Your task: Search the material for the string "PathBuf" and reply with how many lines contain it, nothing else.

Records supplied:

//! Git-backed, append-only history of saved configuration documents.
//!
//! Every document the store saves is committed to a local git repository on
//! the `master` branch. The commit message carries the metadata of the
//! revision so that any revision can be found again by the MD5 of its
//! content:
//!
//! ```text
//! user:admin
//! timestamp:2024-05-01T10:00:00.000000Z
//! schema_version:3
//! go_version:24.1.0
//! md5:0f343b0931126a20f133d67c2b018a3b
//! ```
//!
//! The repository is opened per operation; callers serialize writes through
//! the data source's write lock.

use std::fs;
use std::path::{Path, PathBuf};

use chrono::{DateTime, SecondsFormat, Utc};
use git2::{ErrorCode, Repository, RepositoryInitOptions, Signature, Sort};
use serde::Serialize;
use tracing::{debug, error, info};

use crate::errors::{ConfigStoreError, ConfigStoreResult};
use crate::model::CONFIG_FILE_NAME;

#[cfg(test)]
#[path = "config_repository_tests.rs"]
mod tests;

/// Branch holding the configuration history.
pub const HISTORY_BRANCH: &str = "master";

const COMMITTER_EMAIL: &str = "config-store@localhost";

/// A saved revision of the configuration document.
#[derive(Debug, Clone, PartialEq, Eq, Serialize)]
pub struct ConfigRevision {
    pub md5: String,
    pub username: String,
    pub go_version: String,
    pub schema_version: u32,
    pub time: DateTime<Utc>,
    pub content: String,

    /// Commit holding this revision, once committed.
    #[serde(skip_serializing_if = "Option::is_none")]
    pub commit_sha: Option<String>,
}

impl ConfigRevision {
    pub fn new(
        content: String,
        md5: String,
        username: &str,
        go_version: &str,
        schema_version: u32,
        time: DateTime<Utc>,
    ) -> Self {
        Self {
            md5,
            username: username.to_string(),
            go_version: go_version.to_string(),
            schema_version,
            time,
            content,
            commit_sha: None,
        }
    }

    fn commit_message(&self) -> String {
        format!(
            "user:{}\ntimestamp:{}\nschema_version:{}\ngo_version:{}\nmd5:{}",
            self.username,
            self.time.to_rfc3339_opts(SecondsFormat::Micros, true),
            self.schema_version,
            self.go_version,
            self.md5
        )
    }
}

/// Metadata parsed back out of a commit message.
#[derive(Debug, Default)]
struct RevisionMetadata {
    username: Option<String>,
    timestamp: Option<DateTime<Utc>>,
    schema_version: Option<u32>,
    go_version: Option<String>,
    md5: Option<String>,
}

impl RevisionMetadata {
    fn parse(message: &str) -> Self {
        let mut metadata = Self::default();
        for line in message.lines() {
            let Some((key, value)) = line.split_once(':') else {
                continue;
            };
            let value = value.trim();
            match key.trim() {
                "user" => metadata.username = Some(value.to_string()),
                "timestamp" => {
                    metadata.timestamp = DateTime::parse_from_rfc3339(value)
                        .ok()
                        .map(|t| t.with_timezone(&Utc))
                }
                "schema_version" => metadata.schema_version = value.parse().ok(),
                "go_version" => metadata.go_version = Some(value.to_string()),
                "md5" => metadata.md5 = Some(value.to_string()),
                _ => {}
            }
        }
        metadata
    }
}

/// Versioned store of configuration revisions.
#[derive(Debug, Clone)]
pub struct ConfigRepository {
    work_dir: PathBuf,
}

impl ConfigRepository {
    /// Opens the history repository in `dir`, initializing it when absent.
    ///
    /// # Errors
    ///
    /// Returns `ConfigStoreError::Io` when the directory cannot be created and
    /// `ConfigStoreError::Repository` when git initialization fails.
    pub fn open(dir: impl Into<PathBuf>) -> ConfigStoreResult<Self> {
        let work_dir = dir.into();
        fs::create_dir_all(&work_dir).map_err(|e| ConfigStoreError::io(&work_dir, e))?;

        match Repository::open(&work_dir) {
            Ok(_) => {
                debug!(path = %work_dir.display(), "Opened configuration history repository");
            }
            Err(e) if e.code() == ErrorCode::NotFound => {
                let mut options = RepositoryInitOptions::new();
                options.initial_head(HISTORY_BRANCH);
                Repository::init_opts(&work_dir, &options).map_err(git_error("init"))?;
                info!(path = %work_dir.display(), "Initialized configuration history repository");
            }
            Err(e) => return Err(git_error("open")(e)),
        }

        Ok(Self { work_dir })
    }

    /// Directory of the history repository.
    pub fn path(&self) -> &Path {
        &self.work_dir
    }

    /// Commits a revision and returns the commit sha.
    ///
    /// When the head revision already has the same MD5 nothing is committed
    /// and the head sha is returned.
    pub fn commit(&self, revision: &ConfigRevision) -> ConfigStoreResult<String> {
        let repo = self.repository()?;

        let parent = match repo.head() {
            Ok(head) => Some(head.peel_to_commit().map_err(git_error("read head"))?),
            Err(e) if is_unborn(&e) => None,
            Err(e) => return Err(git_error("read head")(e)),
        };

        if let Some(parent) = &parent {
            let head_md5 = RevisionMetadata::parse(parent.message().unwrap_or_default()).md5;
            if head_md5.as_deref() == Some(revision.md5.as_str()) {
                debug!(md5 = %revision.md5, "Revision already at head, skipping commit");
                return Ok(parent.id().to_string());
            }
        }

        let file = self.work_dir.join(CONFIG_FILE_NAME);
        fs::write(&file, &revision.content).map_err(|e| ConfigStoreError::io(&file, e))?;

        let mut index = repo.index().map_err(git_error("open index"))?;
        index
            .add_path(Path::new(CONFIG_FILE_NAME))
            .map_err(git_error("stage configuration"))?;
        index.write().map_err(git_error("write index"))?;
        let tree_oid = index.write_tree().map_err(git_error("write tree"))?;
        let tree = repo.find_tree(tree_oid).map_err(git_error("find tree"))?;

        let name = if revision.username.trim().is_empty() {
            "anonymous"
        } else {
            revision.username.as_str()
        };
        let signature = Signature::now(name, COMMITTER_EMAIL).map_err(git_error("create signature"))?;

        let parents: Vec<&git2::Commit> = parent.iter().collect();
        let commit_oid = repo
            .commit(
                Some("HEAD"),
                &signature,
                &signature,
                &revision.commit_message(),
                &tree,
                &parents,
            )
            .map_err(git_error("commit"))?;

        info!(
            md5 = %revision.md5,
            user = %revision.username,
            commit = %commit_oid,
            "Configuration revision committed"
        );

        Ok(commit_oid.to_string())
    }

    /// Finds the newest revision whose content has the given MD5.
    ///
    /// # Errors
    ///
    /// Returns `ConfigStoreError::RevisionNotFound` when no commit carries
    /// the MD5.
    pub fn get_revision(&self, md5: &str) -> ConfigStoreResult<ConfigRevision> {
        let repo = self.repository()?;
        for oid in self.walk(&repo)? {
            let commit = repo.find_commit(oid).map_err(git_error("find commit"))?;
            let metadata = RevisionMetadata::parse(commit.message().unwrap_or_default());
            if metadata.md5.as_deref() == Some(md5) {
                return self.to_revision(&repo, &commit, metadata);
            }
        }

        debug!(md5, "No configuration revision with md5");
        Err(ConfigStoreError::RevisionNotFound {
            md5: md5.to_string(),
        })
    }

    /// The head revision, or `None` for an empty history.
    pub fn get_current_revision(&self) -> ConfigStoreResult<Option<ConfigRevision>> {
        Ok(self.history(1)?.into_iter().next())
    }

    /// Up to `limit` revisions, newest first.
    pub fn history(&self, limit: usize) -> ConfigStoreResult<Vec<ConfigRevision>> {
        let repo = self.repository()?;
        let mut revisions = Vec::new();
        for oid in self.walk(&repo)?.into_iter().take(limit) {
            let commit = repo.find_commit(oid).map_err(git_error("find commit"))?;
            let metadata = RevisionMetadata::parse(commit.message().unwrap_or_default());
            revisions.push(self.to_revision(&repo, &commit, metadata)?);
        }
        Ok(revisions)
    }

    fn repository(&self) -> ConfigStoreResult<Repository> {
        Repository::open(&self.work_dir).map_err(git_error("open"))
    }

    fn walk(&self, repo: &Repository) -> ConfigStoreResult<Vec<git2::Oid>> {
        let head = match repo.head() {
            Ok(head) => head.target(),
            Err(e) if is_unborn(&e) => None,
            Err(e) => return Err(git_error("read head")(e)),
        };
        let Some(head) = head else {
            return Ok(Vec::new());
        };

        let mut revwalk = repo.revwalk().map_err(git_error("walk history"))?;
        revwalk
            .set_sorting(Sort::TOPOLOGICAL)
            .map_err(git_error("walk history"))?;
        revwalk.push(head).map_err(git_error("walk history"))?;
        revwalk
            .collect::<Result<Vec<_>, _>>()
            .map_err(git_error("walk history"))
    }

    fn to_revision(
        &self,
        repo: &Repository,
        commit: &git2::Commit,
        metadata: RevisionMetadata,
    ) -> ConfigStoreResult<ConfigRevision> {
        let tree = commit.tree().map_err(git_error("read tree"))?;
        let entry = tree
            .get_name(CONFIG_FILE_NAME)
            .ok_or_else(|| ConfigStoreError::Repository {
                operation: "read revision".to_string(),
                reason: format!("commit {} has no {}", commit.id(), CONFIG_FILE_NAME),
            })?;
        let blob = repo.find_blob(entry.id()).map_err(git_error("read blob"))?;
        let content = String::from_utf8(blob.content().to_vec()).map_err(|e| {
            ConfigStoreError::Repository {
                operation: "read revision".to_string(),
                reason: e.to_string(),
            }
        })?;

        let time = metadata
            .timestamp
            .or_else(|| DateTime::from_timestamp(commit.time().seconds(), 0))
            .unwrap_or_default();

        Ok(ConfigRevision {
            md5: metadata.md5.unwrap_or_default(),
            username: metadata
                .username
                .unwrap_or_else(|| commit.author().name().unwrap_or_default().to_string()),
            go_version: metadata.go_version.unwrap_or_default(),
            schema_version: metadata.schema_version.unwrap_or_default(),
            time,
            content,
            commit_sha: Some(commit.id().to_string()),
        })
    }
}

fn is_unborn(error: &git2::Error) -> bool {
    matches!(error.code(), ErrorCode::UnbornBranch | ErrorCode::NotFound)
}

fn git_error(operation: &'static str) -> impl Fn(git2::Error) -> ConfigStoreError {
    move |e| {
        error!(operation, "Config repository operation failed: {}", e);
        ConfigStoreError::Repository {
            operation: operation.to_string(),
            reason: e.message().to_string(),
        }
    }
}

Finished exercise: 3